3
This wasn't originally intended for code-golf, just as a little debugging routine to roughly visualize something "goofy" going on in a model of some (irrelevant here) physical process. But when I saw how surprisingly short it was, compared to my expectations, I just wondered if it can be further shortened. And that's primarily with respect to #statements (rather than #chars just by shortening variable names).

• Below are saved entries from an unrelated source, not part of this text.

//! Sub-allocation of device memory blocks.
//!
//! Device drivers hand out memory in large, coarse-grained blocks and impose
//! a small limit on how many such blocks can exist at once. An application
//! that needs thousands of buffers and images therefore cannot ask the driver
//! for each one individually: it has to carve many small, precisely placed
//! allocations out of a few large blocks itself. This crate implements that
//! carving.
//!
//! - The [`Allocator`](allocator::Allocator) is the top-level object. It is
//!   created once, with a [`MemoryBackend`](backend::MemoryBackend)
//!   implementation injected, and owns one block list per backend memory
//!   type. For every request it picks the most fitting memory type and
//!   decides between sub-allocating from a shared block and handing out a
//!   dedicated block.
//! - [`Allocation`](allocation::Allocation)s are what callers get back. They
//!   free themselves when dropped, can be mapped for host access, and can
//!   opt into an eviction protocol that retires long-unused allocations
//!   under memory pressure (see the [`allocation`] module).
//! - [`Pool`](pool::Pool)s are independently configured groups of blocks,
//!   for callers that need their own block size, placement algorithm or
//!   eviction window.
//! - The [`metadata`] module holds the per-block bookkeeping engines: a
//!   general free-list, a linear ring/stack, and a buddy tree.
//!
//! This crate never talks to an operating system or a driver by itself;
//! every backend interaction goes through the `MemoryBackend` trait object
//! given at construction. It also never touches the memory it manages: it
//! only does offset arithmetic inside blocks the backend reports.

use std::{error::Error, fmt};

pub mod allocation;
pub mod allocator;
pub mod backend;
mod block;
pub mod budget;
mod list;
pub mod metadata;
pub mod pool;
pub mod stats;

/// Represents memory size and offset values on the device.
/// Analogous to the Rust `usize` type on the host.
pub type DeviceSize = u64;

/// Error that can be returned by allocator operations.
#[derive(Clone, Debug, PartialEq, Eq)]
pub enum AllocationError {
    /// The backend refused to allocate a block, or a heap budget or size
    /// limit would have been exceeded.
    OutOfDeviceMemory,

    /// No memory type satisfies both the resource's type mask and the
    /// required property flags.
    NoSuitableMemoryType,

    /// Making room by retiring evictable allocations was attempted the
    /// maximum number of times, and every attempt lost a race against a
    /// concurrent touch.
    TooManyEvictionAttempts,

    /// The request itself is malformed, for example conflicting create
    /// flags or an alignment that is not a power of two.
    InvalidConfiguration,

    /// Mapping memory for host access failed, or map/unmap calls were not
    /// balanced.
    MapFailed,
}

impl Error for AllocationError {}

impl fmt::Display for AllocationError {
    fn fmt(&self, f: &mut fmt::Formatter<'_>) -> fmt::Result {
        let msg = match self {
            Self::OutOfDeviceMemory => "out of device memory",
            Self::NoSuitableMemoryType => "no suitable memory type found",
            Self::TooManyEvictionAttempts => "too many eviction attempts",
            Self::InvalidConfiguration => "the request was malformed",
            Self::MapFailed => "memory mapping failed",
        };
        f.write_str(msg)
    }
}

/// A helper type for non-exhaustive structs.
///
/// This type cannot be constructed outside this crate. Structures with a
/// field of this type can only be constructed by calling a constructor
/// function or `Default::default()`. The effect is similar to the standard
/// Rust `#[non_exhaustive]` attribute, except that it does not prevent
/// update syntax from being used.
#[derive(Clone, Copy, Debug, PartialEq, Eq, Hash)]
pub struct NonExhaustive(pub(crate) ());

/// Rounds `val` up to the next multiple of `alignment`.
///
/// `alignment` must be a power of two.
#[inline(always)]
pub const fn align_up(val: DeviceSize, alignment: DeviceSize) -> DeviceSize {
    align_down(val + alignment - 1, alignment)
}

/// Rounds `val` down to the previous multiple of `alignment`.
///
/// `alignment` must be a power of two.
#[inline(always)]
pub const fn align_down(val: DeviceSize, alignment: DeviceSize) -> DeviceSize {
    debug_assert!(alignment.is_power_of_two());

    val & !(alignment - 1)
}

/// Returns whether `val` is a multiple of `alignment`.
///
/// `alignment` must be a power of two.
#[inline(always)]
pub const fn is_aligned(val: DeviceSize, alignment: DeviceSize) -> bool {
    debug_assert!(alignment.is_power_of_two());

    val & (alignment - 1) == 0
}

So, the function's void asciigraph ( double *f, int n ) where f[] contains n doubles representing values of some more-or-less continuous function to be illustrated/graphed on your terminal. My implementation is below, along with a test driver, whose output is below that. Can you do better/shorter?...
#include <stdio.h>
#include <math.h>
/* --- entry point --- */
void asciigraph ( double *f, int n ) {
int row=0,nrows=24, col=0,ncols=78;
double bigf=0.0;
for ( col=0; col<n; col++ )
if ( fabs(f[col]) > bigf ) bigf = fabs(f[col]);
for ( row=0; row<nrows; row++ ) {
double yval = bigf*((double)(nrows/2-row))/((double)(nrows/2));
for ( col=0; col<ncols; col++ )
printf("%c",(yval*f[(col*(n-1))/(ncols-1)]>=yval*yval? '*':' '));
printf("\n"); }
} /* --- end-of-function asciigraph() --- */
#ifdef TESTDRIVE
int main ( int argc, char *argv[] ) {
double f[999], pi=3.14159; /* stored function to be graphed */
int i=0, N=511; /* f[] index */
void asciigraph();
for ( i=0; i<N; i++ ) {
double x = 2.0*pi*((double)i)/((double)(N-1));
f[i] = .5*sin(2.*x+pi/3.) + 1.*sin(1.*x+pi/2.); }
asciigraph(f,N);
} /* --- end-of-function main() --- */
#endif
Compile it (for linux) as cc -DTESTDRIVE asciigraph.c -lm -o asciigraph and then the sample output is
****** **
******** ****
********* *****
********** ******
*********** *******
************ ********
************* *********
************* **********
************** ***********
*************** ************
**************** *************
******************************************************************************
*********************************************
*******************************************
*****************************************
********************* *****
*****************
************
********
So, the eleven lines comprising asciigraph() above can be reduced two ways: (a) just "syntactically compressing" the code (e.g., put the final } on the same line as the final statement), or (b) by finding a niftier algorithm than mine, which compares each f-value to the yval "level line" (in which case maybe your algorithm wouldn't need to find that bigf at all). Obviously (I'd think it's obvious), the "niftier algorithm" approach is what I'm more interested in.
E d i t
--------------
Thanks, @Arnauld, for that Tio edit. Very cute! I wasn't (and still am not) familiar with that, so I failed trying to re-edit it myself. Actually, seeing the gobbledy-gook encoding, I didn't even try editing it. So, why did I want to edit it in the first place??? The Tio stuff looks real cute, and if I'd known about it, I'd have put in a commensurately cuter (see comments following code for explanation of cuteness) test driver, with just four extra lines, as follows.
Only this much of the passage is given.